#### WHAT YOU WILL DO:
From the first line to the last, transcribe the data exactly.

(Beginning of ENTRIES PROVIDED)

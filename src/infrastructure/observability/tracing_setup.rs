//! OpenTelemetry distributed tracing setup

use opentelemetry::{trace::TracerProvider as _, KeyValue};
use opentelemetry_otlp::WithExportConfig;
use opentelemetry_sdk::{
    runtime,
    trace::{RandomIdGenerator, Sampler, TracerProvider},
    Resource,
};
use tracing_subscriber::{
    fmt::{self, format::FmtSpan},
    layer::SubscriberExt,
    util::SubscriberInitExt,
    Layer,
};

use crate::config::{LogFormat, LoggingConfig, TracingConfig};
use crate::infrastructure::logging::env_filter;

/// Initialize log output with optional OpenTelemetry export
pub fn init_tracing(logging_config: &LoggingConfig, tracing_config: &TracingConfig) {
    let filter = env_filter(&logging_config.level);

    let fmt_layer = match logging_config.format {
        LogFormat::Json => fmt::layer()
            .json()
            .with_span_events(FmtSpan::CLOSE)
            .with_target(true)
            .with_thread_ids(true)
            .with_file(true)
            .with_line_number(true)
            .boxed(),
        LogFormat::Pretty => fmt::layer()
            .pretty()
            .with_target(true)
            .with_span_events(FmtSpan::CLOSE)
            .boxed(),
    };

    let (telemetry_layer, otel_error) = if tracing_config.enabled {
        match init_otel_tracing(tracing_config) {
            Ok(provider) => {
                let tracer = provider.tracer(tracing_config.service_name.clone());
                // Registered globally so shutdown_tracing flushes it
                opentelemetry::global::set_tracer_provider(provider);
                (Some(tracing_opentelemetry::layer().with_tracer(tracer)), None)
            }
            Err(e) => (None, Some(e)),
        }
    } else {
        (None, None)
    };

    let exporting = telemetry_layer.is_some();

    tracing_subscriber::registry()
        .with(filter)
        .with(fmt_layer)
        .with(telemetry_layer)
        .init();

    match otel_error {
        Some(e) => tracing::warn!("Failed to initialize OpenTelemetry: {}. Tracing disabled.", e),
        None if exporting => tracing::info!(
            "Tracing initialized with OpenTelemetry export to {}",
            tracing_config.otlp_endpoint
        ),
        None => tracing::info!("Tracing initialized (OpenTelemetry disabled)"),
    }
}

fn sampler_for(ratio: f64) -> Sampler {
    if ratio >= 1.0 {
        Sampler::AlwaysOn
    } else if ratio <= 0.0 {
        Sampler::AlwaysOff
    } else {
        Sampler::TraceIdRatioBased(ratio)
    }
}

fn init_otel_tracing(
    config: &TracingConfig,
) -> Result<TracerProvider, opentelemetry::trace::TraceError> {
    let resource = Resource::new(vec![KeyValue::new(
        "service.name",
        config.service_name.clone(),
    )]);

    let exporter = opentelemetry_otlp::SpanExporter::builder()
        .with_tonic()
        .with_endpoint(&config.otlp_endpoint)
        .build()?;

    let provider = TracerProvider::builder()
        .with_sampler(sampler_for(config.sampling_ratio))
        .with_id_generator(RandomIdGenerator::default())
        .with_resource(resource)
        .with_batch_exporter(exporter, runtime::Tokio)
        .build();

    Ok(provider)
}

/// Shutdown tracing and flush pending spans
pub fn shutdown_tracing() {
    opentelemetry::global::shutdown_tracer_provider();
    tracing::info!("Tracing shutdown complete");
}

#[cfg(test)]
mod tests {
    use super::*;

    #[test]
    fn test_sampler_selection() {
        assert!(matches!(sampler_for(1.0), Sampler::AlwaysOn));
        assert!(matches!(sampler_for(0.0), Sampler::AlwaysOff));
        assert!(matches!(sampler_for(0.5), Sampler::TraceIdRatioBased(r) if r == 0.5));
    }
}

(End of ENTRIES PROVIDED)

#### RESPONSE AREA:
filename src/infrastructure/observability/tracing_setup.rs
//! OpenTelemetry distributed tracing setup

use opentelemetry::{trace::TracerProvider as _, KeyValue};
use opentelemetry_otlp::WithExportConfig;
use opentelemetry_sdk::{
    runtime,
    trace::{RandomIdGenerator, Sampler, TracerProvider},
    Resource,
};
use tracing_subscriber::{
    fmt::{self, format::FmtSpan},
    layer::SubscriberExt,
    util::SubscriberInitExt,
    Layer,
};

use crate::config::{LogFormat, LoggingConfig, TracingConfig};
use crate::infrastructure::logging::env_filter;

/// Initialize log output with optional OpenTelemetry export
pub fn init_tracing(logging_config: &LoggingConfig, tracing_config: &TracingConfig) {
    let filter = env_filter(&logging_config.level);

    let fmt_layer = match logging_config.format {
        LogFormat::Json => fmt::layer()
            .json()
            .with_span_events(FmtSpan::CLOSE)
            .with_target(true)
            .with_thread_ids(true)
            .with_file(true)
            .with_line_number(true)
            .boxed(),
        LogFormat::Pretty => fmt::layer()
            .pretty()
            .with_target(true)
            .with_span_events(FmtSpan::CLOSE)
            .boxed(),
    };

    let (telemetry_layer, otel_error) = if tracing_config.enabled {
        match init_otel_tracing(tracing_config) {
            Ok(provider) => {
                let tracer = provider.tracer(tracing_config.service_name.clone());
                // Registered globally so shutdown_tracing flushes it
                opentelemetry::global::set_tracer_provider(provider);
                (Some(tracing_opentelemetry::layer().with_tracer(tracer)), None)
            }
            Err(e) => (None, Some(e)),
        }
    } else {
        (None, None)
    };

    let exporting = telemetry_layer.is_some();

    tracing_subscriber::registry()
        .with(filter)
        .with(fmt_layer)
        .with(telemetry_layer)
        .init();

    match otel_error {
        Some(e) => tracing::warn!("Failed to initialize OpenTelemetry: {}. Tracing disabled.", e),
        None if exporting => tracing::info!(
            "Tracing initialized with OpenTelemetry export to {}",
            tracing_config.otlp_endpoint
        ),
        None => tracing::info!("Tracing initialized (OpenTelemetry disabled)"),
    }
}

fn sampler_for(ratio: f64) -> Sampler {
    if ratio >= 1.0 {
        Sampler::AlwaysOn
    } else if ratio <= 0.0 {
        Sampler::AlwaysOff
    } else {
        Sampler::TraceIdRatioBased(ratio)
    }
}

fn init_otel_tracing(
    config: &TracingConfig,
) -> Result<TracerProvider, opentelemetry::trace::TraceError> {
    let resource = Resource::new(vec![KeyValue::new(
        "service.name",
        config.service_name.clone(),
    )]);

    let exporter = opentelemetry_otlp::SpanExporter::builder()
        .with_tonic()
        .with_endpoint(&config.otlp_endpoint)
        .build()?;

    let provider = TracerProvider::builder()
        .with_sampler(sampler_for(config.sampling_ratio))
        .with_id_generator(RandomIdGenerator::default())
        .with_resource(resource)
        .with_batch_exporter(exporter, runtime::Tokio)
        .build();

    Ok(provider)
}

/// Shutdown tracing and flush pending spans
pub fn shutdown_tracing() {
    opentelemetry::global::shutdown_tracer_provider();
    tracing::info!("Tracing shutdown complete");
}

#[cfg(test)]
mod tests {
    use super::*;

    #[test]
    fn test_sampler_selection() {
        assert!(matches!(sampler_for(1.0), Sampler::AlwaysOn));
        assert!(matches!(sampler_for(0.0), Sampler::AlwaysOff));
        assert!(matches!(sampler_for(0.5), Sampler::TraceIdRatioBased(r) if r == 0.5));
    }
}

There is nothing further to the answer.